Collected data entries:
____________

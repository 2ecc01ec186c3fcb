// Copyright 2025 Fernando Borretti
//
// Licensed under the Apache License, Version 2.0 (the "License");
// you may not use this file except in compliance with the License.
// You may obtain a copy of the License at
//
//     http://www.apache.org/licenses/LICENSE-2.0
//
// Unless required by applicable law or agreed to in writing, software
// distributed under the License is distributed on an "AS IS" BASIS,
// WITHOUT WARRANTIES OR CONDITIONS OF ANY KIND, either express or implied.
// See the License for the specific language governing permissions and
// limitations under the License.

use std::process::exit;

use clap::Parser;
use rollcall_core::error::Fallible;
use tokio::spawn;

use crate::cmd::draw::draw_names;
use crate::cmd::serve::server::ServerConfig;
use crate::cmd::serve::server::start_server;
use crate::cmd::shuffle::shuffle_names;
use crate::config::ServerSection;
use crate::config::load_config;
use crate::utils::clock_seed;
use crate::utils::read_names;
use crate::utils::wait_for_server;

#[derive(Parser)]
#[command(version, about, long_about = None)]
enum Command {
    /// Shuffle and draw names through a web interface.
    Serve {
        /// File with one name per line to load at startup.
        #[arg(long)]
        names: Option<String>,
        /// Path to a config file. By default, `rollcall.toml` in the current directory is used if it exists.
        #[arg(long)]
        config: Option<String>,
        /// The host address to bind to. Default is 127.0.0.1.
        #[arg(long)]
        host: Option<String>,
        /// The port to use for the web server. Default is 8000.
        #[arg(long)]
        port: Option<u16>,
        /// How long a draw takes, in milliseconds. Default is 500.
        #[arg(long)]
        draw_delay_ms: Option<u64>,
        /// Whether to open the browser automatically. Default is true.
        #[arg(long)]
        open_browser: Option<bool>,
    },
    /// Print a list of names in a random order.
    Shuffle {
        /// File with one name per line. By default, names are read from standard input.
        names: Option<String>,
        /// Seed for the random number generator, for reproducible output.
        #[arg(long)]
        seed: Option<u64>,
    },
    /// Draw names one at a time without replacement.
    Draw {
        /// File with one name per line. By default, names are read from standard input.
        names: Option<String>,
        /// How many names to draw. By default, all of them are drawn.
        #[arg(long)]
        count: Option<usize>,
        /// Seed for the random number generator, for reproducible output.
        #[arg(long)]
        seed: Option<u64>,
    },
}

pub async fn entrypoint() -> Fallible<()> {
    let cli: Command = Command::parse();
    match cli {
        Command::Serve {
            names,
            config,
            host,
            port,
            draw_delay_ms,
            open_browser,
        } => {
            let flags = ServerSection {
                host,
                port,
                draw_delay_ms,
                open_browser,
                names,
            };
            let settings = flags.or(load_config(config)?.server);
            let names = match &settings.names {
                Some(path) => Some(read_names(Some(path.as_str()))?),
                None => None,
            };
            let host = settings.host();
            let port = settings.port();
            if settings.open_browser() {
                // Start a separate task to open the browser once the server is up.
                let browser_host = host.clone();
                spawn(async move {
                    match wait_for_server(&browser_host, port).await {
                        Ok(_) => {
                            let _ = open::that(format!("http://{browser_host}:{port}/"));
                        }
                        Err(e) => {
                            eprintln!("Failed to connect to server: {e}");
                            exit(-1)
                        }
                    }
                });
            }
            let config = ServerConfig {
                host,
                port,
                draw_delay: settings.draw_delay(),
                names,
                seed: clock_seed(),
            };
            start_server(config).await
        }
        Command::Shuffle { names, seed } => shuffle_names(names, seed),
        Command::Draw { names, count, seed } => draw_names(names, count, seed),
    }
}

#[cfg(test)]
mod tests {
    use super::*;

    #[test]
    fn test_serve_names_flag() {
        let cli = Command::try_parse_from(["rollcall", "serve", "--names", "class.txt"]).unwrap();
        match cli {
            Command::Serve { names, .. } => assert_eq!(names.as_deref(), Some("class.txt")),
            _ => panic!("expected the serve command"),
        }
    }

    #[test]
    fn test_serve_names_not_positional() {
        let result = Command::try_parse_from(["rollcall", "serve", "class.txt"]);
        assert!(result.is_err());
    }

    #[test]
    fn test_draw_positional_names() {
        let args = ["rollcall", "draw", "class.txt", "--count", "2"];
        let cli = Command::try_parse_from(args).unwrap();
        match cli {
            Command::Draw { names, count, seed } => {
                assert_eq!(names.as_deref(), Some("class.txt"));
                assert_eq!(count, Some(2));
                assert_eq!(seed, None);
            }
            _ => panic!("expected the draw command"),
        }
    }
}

____________

WHAT IS NEEDED =
The lines above that hold the word "settings" should be found and copied out.

OUTPUT FOR THIS TASK =
            let settings = flags.or(load_config(config)?.server);
            let names = match &settings.names {
            let host = settings.host();
            let port = settings.port();
            if settings.open_browser() {
                draw_delay: settings.draw_delay(),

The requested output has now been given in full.